» **Exercise**
Write out all the data again, exactly as it stands.

» **Saved data entries**
──────────────────────────────

//! Configuration for the profiling store.
//!
//! Sections mirror the store's moving parts: segment geometry and cache
//! behavior, retention thresholds, exemplar batching, and logging.
//! All durations accept humantime strings in YAML (`"10s"`, `"2m"`).

use crate::core::{EmberError, Result};
use serde::{Deserialize, Serialize};
use std::path::Path;
use std::time::Duration;

/// Complete configuration for the store.
#[derive(Debug, Clone, Serialize, Deserialize)]
#[serde(default)]
pub struct Config {
    /// Storage engine configuration
    pub storage: StorageConfig,
    /// Retention configuration
    pub retention: RetentionConfig,
    /// Exemplar (individually addressable profiles) configuration
    pub exemplars: ExemplarsConfig,
    /// Logging configuration
    pub logging: LoggingConfig,
}

/// Storage engine configuration.
#[derive(Debug, Clone, Serialize, Deserialize)]
pub struct StorageConfig {
    /// Base time bucket duration (finest segment tree resolution).
    #[serde(with = "humantime_serde")]
    pub resolution: Duration,
    /// Branching factor of the segment tree. Each depth level spans
    /// `resolution * multiplier^depth`.
    pub multiplier: usize,
    /// Maximum number of depth levels a segment tree may grow to.
    pub max_depth: usize,
    /// How long an idle cache entry survives before write-back evicts it.
    #[serde(with = "humantime_serde")]
    pub cache_ttl: Duration,
    /// Cache eviction check interval.
    #[serde(with = "humantime_serde")]
    pub eviction_interval: Duration,
    /// Dirty cache entry persistence interval.
    #[serde(with = "humantime_serde")]
    pub write_back_interval: Duration,
    /// Retention enforcement interval.
    #[serde(with = "humantime_serde")]
    pub retention_interval: Duration,
    /// Fraction of cached entries dropped on an eviction pass.
    pub cache_evict_fraction: f64,
    /// Cached tree count above which an eviction pass runs.
    pub cache_max_entries: usize,
    /// Maximum profile tree nodes persisted per aggregate; larger trees
    /// are truncated with the tail collapsed into an `other` frame.
    /// 0 disables truncation.
    pub max_nodes_serialization: usize,
    /// Application names hidden from label value enumeration.
    pub hide_applications: Vec<String>,
    /// Disk size limit in bytes. 0 disables size-based retention.
    pub size_limit: u64,
    /// Extra fraction of the size limit reclaimed once the limit is hit,
    /// so enforcement does not retrigger on the very next write.
    pub size_reclaim_ratio: f64,
}

impl Default for StorageConfig {
    fn default() -> Self {
        Self {
            resolution: Duration::from_secs(10),
            multiplier: 10,
            max_depth: 16,
            cache_ttl: Duration::from_secs(120),
            eviction_interval: Duration::from_secs(20),
            write_back_interval: Duration::from_secs(60),
            retention_interval: Duration::from_secs(60),
            cache_evict_fraction: 0.25,
            cache_max_entries: 1 << 16,
            max_nodes_serialization: 2048,
            hide_applications: Vec::new(),
            size_limit: 0,
            size_reclaim_ratio: 0.05,
        }
    }
}

/// Time-based retention thresholds.
#[derive(Debug, Clone, Serialize, Deserialize)]
pub struct RetentionConfig {
    /// Absolute maximum age of profiling data. Zero disables.
    #[serde(with = "humantime_serde")]
    pub max_age: Duration,
    /// Per-depth-level maximum ages, index = depth. Coarser levels
    /// aggregate more data per node and may be kept longer.
    pub levels: Vec<Duration>,
    /// Maximum age of exemplar entries. Zero disables.
    #[serde(with = "humantime_serde")]
    pub exemplars_max_age: Duration,
}

impl Default for RetentionConfig {
    fn default() -> Self {
        Self {
            max_age: Duration::ZERO,
            levels: Vec::new(),
            exemplars_max_age: Duration::ZERO,
        }
    }
}

/// Exemplar batching configuration.
#[derive(Debug, Clone, Serialize, Deserialize)]
pub struct ExemplarsConfig {
    /// Entries buffered before a batch is queued for flush.
    pub batch_size: usize,
    /// Completed batches allowed to queue before new ones are discarded.
    pub batch_queue_size: usize,
    /// Interval at which a non-empty current batch is queued regardless
    /// of fill level.
    #[serde(with = "humantime_serde")]
    pub batch_flush_interval: Duration,
    /// Index entries examined per truncation step, bounding how long the
    /// retention sweep runs between cancellation checks.
    pub truncation_batch_size: usize,
    /// Maximum profile tree nodes persisted per exemplar; larger trees
    /// are truncated with the tail collapsed into an `other` frame.
    pub max_nodes: usize,
}

impl Default for ExemplarsConfig {
    fn default() -> Self {
        Self {
            batch_size: 10 << 10,
            batch_queue_size: 5,
            batch_flush_interval: Duration::from_secs(5),
            truncation_batch_size: 1 << 10,
            max_nodes: 2048,
        }
    }
}

/// Logging configuration.
#[derive(Debug, Clone, Serialize, Deserialize)]
pub struct LoggingConfig {
    /// Log level filter (`error`, `warn`, `info`, `debug`, `trace`).
    pub level: String,
}

impl Default for LoggingConfig {
    fn default() -> Self {
        Self {
            level: "info".to_string(),
        }
    }
}

impl Default for Config {
    fn default() -> Self {
        Self {
            storage: StorageConfig::default(),
            retention: RetentionConfig::default(),
            exemplars: ExemplarsConfig::default(),
            logging: LoggingConfig::default(),
        }
    }
}

impl Config {
    /// Load configuration from a YAML file.
    pub fn load(path: &Path) -> Result<Self> {
        let raw = std::fs::read_to_string(path)?;
        let config: Config = serde_yaml::from_str(&raw)
            .map_err(|e| EmberError::parse(format!("config: {}", e)))?;
        config.validate()?;
        Ok(config)
    }

    /// Validate cross-field constraints.
    pub fn validate(&self) -> Result<()> {
        if self.storage.resolution.is_zero() {
            return Err(EmberError::parse("storage.resolution must be positive"));
        }
        if self.storage.multiplier < 2 {
            return Err(EmberError::parse("storage.multiplier must be at least 2"));
        }
        if self.storage.max_depth == 0 {
            return Err(EmberError::parse("storage.max_depth must be positive"));
        }
        if !(0.0..=1.0).contains(&self.storage.cache_evict_fraction) {
            return Err(EmberError::parse(
                "storage.cache_evict_fraction must be within 0.0..=1.0",
            ));
        }
        if !(0.0..=1.0).contains(&self.storage.size_reclaim_ratio) {
            return Err(EmberError::parse(
                "storage.size_reclaim_ratio must be within 0.0..=1.0",
            ));
        }
        // Level thresholds must be monotonic: a coarser level may not be
        // dropped earlier than a finer one.
        let mut prev = self.retention.max_age;
        for (depth, age) in self.retention.levels.iter().enumerate() {
            if !prev.is_zero() && !age.is_zero() && *age < prev {
                return Err(EmberError::parse(format!(
                    "retention.levels[{}] is shorter than the preceding level",
                    depth
                )));
            }
            if !age.is_zero() {
                prev = *age;
            }
        }
        Ok(())
    }
}

#[cfg(test)]
mod tests {
    use super::*;

    #[test]
    fn test_default_config_is_valid() {
        assert!(Config::default().validate().is_ok());
    }

    #[test]
    fn test_rejects_zero_resolution() {
        let mut config = Config::default();
        config.storage.resolution = Duration::ZERO;
        assert!(config.validate().is_err());
    }

    #[test]
    fn test_rejects_non_monotonic_levels() {
        let mut config = Config::default();
        config.retention.levels =
            vec![Duration::from_secs(3600), Duration::from_secs(60)];
        assert!(config.validate().is_err());
    }

    #[test]
    fn test_yaml_round_trip() {
        let config = Config::default();
        let raw = serde_yaml::to_string(&config).unwrap();
        let parsed: Config = serde_yaml::from_str(&raw).unwrap();
        assert_eq!(parsed.storage.multiplier, config.storage.multiplier);
        assert_eq!(parsed.storage.resolution, config.storage.resolution);
    }
}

──────────────────────────────

» **Response below**
//! Configuration for the profiling store.
//!
//! Sections mirror the store's moving parts: segment geometry and cache
//! behavior, retention thresholds, exemplar batching, and logging.
//! All durations accept humantime strings in YAML (`"10s"`, `"2m"`).

use crate::core::{EmberError, Result};
use serde::{Deserialize, Serialize};
use std::path::Path;
use std::time::Duration;

/// Complete configuration for the store.
#[derive(Debug, Clone, Serialize, Deserialize)]
#[serde(default)]
pub struct Config {
    /// Storage engine configuration
    pub storage: StorageConfig,
    /// Retention configuration
    pub retention: RetentionConfig,
    /// Exemplar (individually addressable profiles) configuration
    pub exemplars: ExemplarsConfig,
    /// Logging configuration
    pub logging: LoggingConfig,
}

/// Storage engine configuration.
#[derive(Debug, Clone, Serialize, Deserialize)]
pub struct StorageConfig {
    /// Base time bucket duration (finest segment tree resolution).
    #[serde(with = "humantime_serde")]
    pub resolution: Duration,
    /// Branching factor of the segment tree. Each depth level spans
    /// `resolution * multiplier^depth`.
    pub multiplier: usize,
    /// Maximum number of depth levels a segment tree may grow to.
    pub max_depth: usize,
    /// How long an idle cache entry survives before write-back evicts it.
    #[serde(with = "humantime_serde")]
    pub cache_ttl: Duration,
    /// Cache eviction check interval.
    #[serde(with = "humantime_serde")]
    pub eviction_interval: Duration,
    /// Dirty cache entry persistence interval.
    #[serde(with = "humantime_serde")]
    pub write_back_interval: Duration,
    /// Retention enforcement interval.
    #[serde(with = "humantime_serde")]
    pub retention_interval: Duration,
    /// Fraction of cached entries dropped on an eviction pass.
    pub cache_evict_fraction: f64,
    /// Cached tree count above which an eviction pass runs.
    pub cache_max_entries: usize,
    /// Maximum profile tree nodes persisted per aggregate; larger trees
    /// are truncated with the tail collapsed into an `other` frame.
    /// 0 disables truncation.
    pub max_nodes_serialization: usize,
    /// Application names hidden from label value enumeration.
    pub hide_applications: Vec<String>,
    /// Disk size limit in bytes. 0 disables size-based retention.
    pub size_limit: u64,
    /// Extra fraction of the size limit reclaimed once the limit is hit,
    /// so enforcement does not retrigger on the very next write.
    pub size_reclaim_ratio: f64,
}

impl Default for StorageConfig {
    fn default() -> Self {
        Self {
            resolution: Duration::from_secs(10),
            multiplier: 10,
            max_depth: 16,
            cache_ttl: Duration::from_secs(120),
            eviction_interval: Duration::from_secs(20),
            write_back_interval: Duration::from_secs(60),
            retention_interval: Duration::from_secs(60),
            cache_evict_fraction: 0.25,
            cache_max_entries: 1 << 16,
            max_nodes_serialization: 2048,
            hide_applications: Vec::new(),
            size_limit: 0,
            size_reclaim_ratio: 0.05,
        }
    }
}

/// Time-based retention thresholds.
#[derive(Debug, Clone, Serialize, Deserialize)]
pub struct RetentionConfig {
    /// Absolute maximum age of profiling data. Zero disables.
    #[serde(with = "humantime_serde")]
    pub max_age: Duration,
    /// Per-depth-level maximum ages, index = depth. Coarser levels
    /// aggregate more data per node and may be kept longer.
    pub levels: Vec<Duration>,
    /// Maximum age of exemplar entries. Zero disables.
    #[serde(with = "humantime_serde")]
    pub exemplars_max_age: Duration,
}

impl Default for RetentionConfig {
    fn default() -> Self {
        Self {
            max_age: Duration::ZERO,
            levels: Vec::new(),
            exemplars_max_age: Duration::ZERO,
        }
    }
}

/// Exemplar batching configuration.
#[derive(Debug, Clone, Serialize, Deserialize)]
pub struct ExemplarsConfig {
    /// Entries buffered before a batch is queued for flush.
    pub batch_size: usize,
    /// Completed batches allowed to queue before new ones are discarded.
    pub batch_queue_size: usize,
    /// Interval at which a non-empty current batch is queued regardless
    /// of fill level.
    #[serde(with = "humantime_serde")]
    pub batch_flush_interval: Duration,
    /// Index entries examined per truncation step, bounding how long the
    /// retention sweep runs between cancellation checks.
    pub truncation_batch_size: usize,
    /// Maximum profile tree nodes persisted per exemplar; larger trees
    /// are truncated with the tail collapsed into an `other` frame.
    pub max_nodes: usize,
}

impl Default for ExemplarsConfig {
    fn default() -> Self {
        Self {
            batch_size: 10 << 10,
            batch_queue_size: 5,
            batch_flush_interval: Duration::from_secs(5),
            truncation_batch_size: 1 << 10,
            max_nodes: 2048,
        }
    }
}

/// Logging configuration.
#[derive(Debug, Clone, Serialize, Deserialize)]
pub struct LoggingConfig {
    /// Log level filter (`error`, `warn`, `info`, `debug`, `trace`).
    pub level: String,
}

impl Default for LoggingConfig {
    fn default() -> Self {
        Self {
            level: "info".to_string(),
        }
    }
}

impl Default for Config {
    fn default() -> Self {
        Self {
            storage: StorageConfig::default(),
            retention: RetentionConfig::default(),
            exemplars: ExemplarsConfig::default(),
            logging: LoggingConfig::default(),
        }
    }
}

impl Config {
    /// Load configuration from a YAML file.
    pub fn load(path: &Path) -> Result<Self> {
        let raw = std::fs::read_to_string(path)?;
        let config: Config = serde_yaml::from_str(&raw)
            .map_err(|e| EmberError::parse(format!("config: {}", e)))?;
        config.validate()?;
        Ok(config)
    }

    /// Validate cross-field constraints.
    pub fn validate(&self) -> Result<()> {
        if self.storage.resolution.is_zero() {
            return Err(EmberError::parse("storage.resolution must be positive"));
        }
        if self.storage.multiplier < 2 {
            return Err(EmberError::parse("storage.multiplier must be at least 2"));
        }
        if self.storage.max_depth == 0 {
            return Err(EmberError::parse("storage.max_depth must be positive"));
        }
        if !(0.0..=1.0).contains(&self.storage.cache_evict_fraction) {
            return Err(EmberError::parse(
                "storage.cache_evict_fraction must be within 0.0..=1.0",
            ));
        }
        if !(0.0..=1.0).contains(&self.storage.size_reclaim_ratio) {
            return Err(EmberError::parse(
                "storage.size_reclaim_ratio must be within 0.0..=1.0",
            ));
        }
        // Level thresholds must be monotonic: a coarser level may not be
        // dropped earlier than a finer one.
        let mut prev = self.retention.max_age;
        for (depth, age) in self.retention.levels.iter().enumerate() {
            if !prev.is_zero() && !age.is_zero() && *age < prev {
                return Err(EmberError::parse(format!(
                    "retention.levels[{}] is shorter than the preceding level",
                    depth
                )));
            }
            if !age.is_zero() {
                prev = *age;
            }
        }
        Ok(())
    }
}

#[cfg(test)]
mod tests {
    use super::*;

    #[test]
    fn test_default_config_is_valid() {
        assert!(Config::default().validate().is_ok());
    }

    #[test]
    fn test_rejects_zero_resolution() {
        let mut config = Config::default();
        config.storage.resolution = Duration::ZERO;
        assert!(config.validate().is_err());
    }

    #[test]
    fn test_rejects_non_monotonic_levels() {
        let mut config = Config::default();
        config.retention.levels =
            vec![Duration::from_secs(3600), Duration::from_secs(60)];
        assert!(config.validate().is_err());
    }

    #[test]
    fn test_yaml_round_trip() {
        let config = Config::default();
        let raw = serde_yaml::to_string(&config).unwrap();
        let parsed: Config = serde_yaml::from_str(&raw).unwrap();
        assert_eq!(parsed.storage.multiplier, config.storage.multiplier);
        assert_eq!(parsed.storage.resolution, config.storage.resolution);
    }
}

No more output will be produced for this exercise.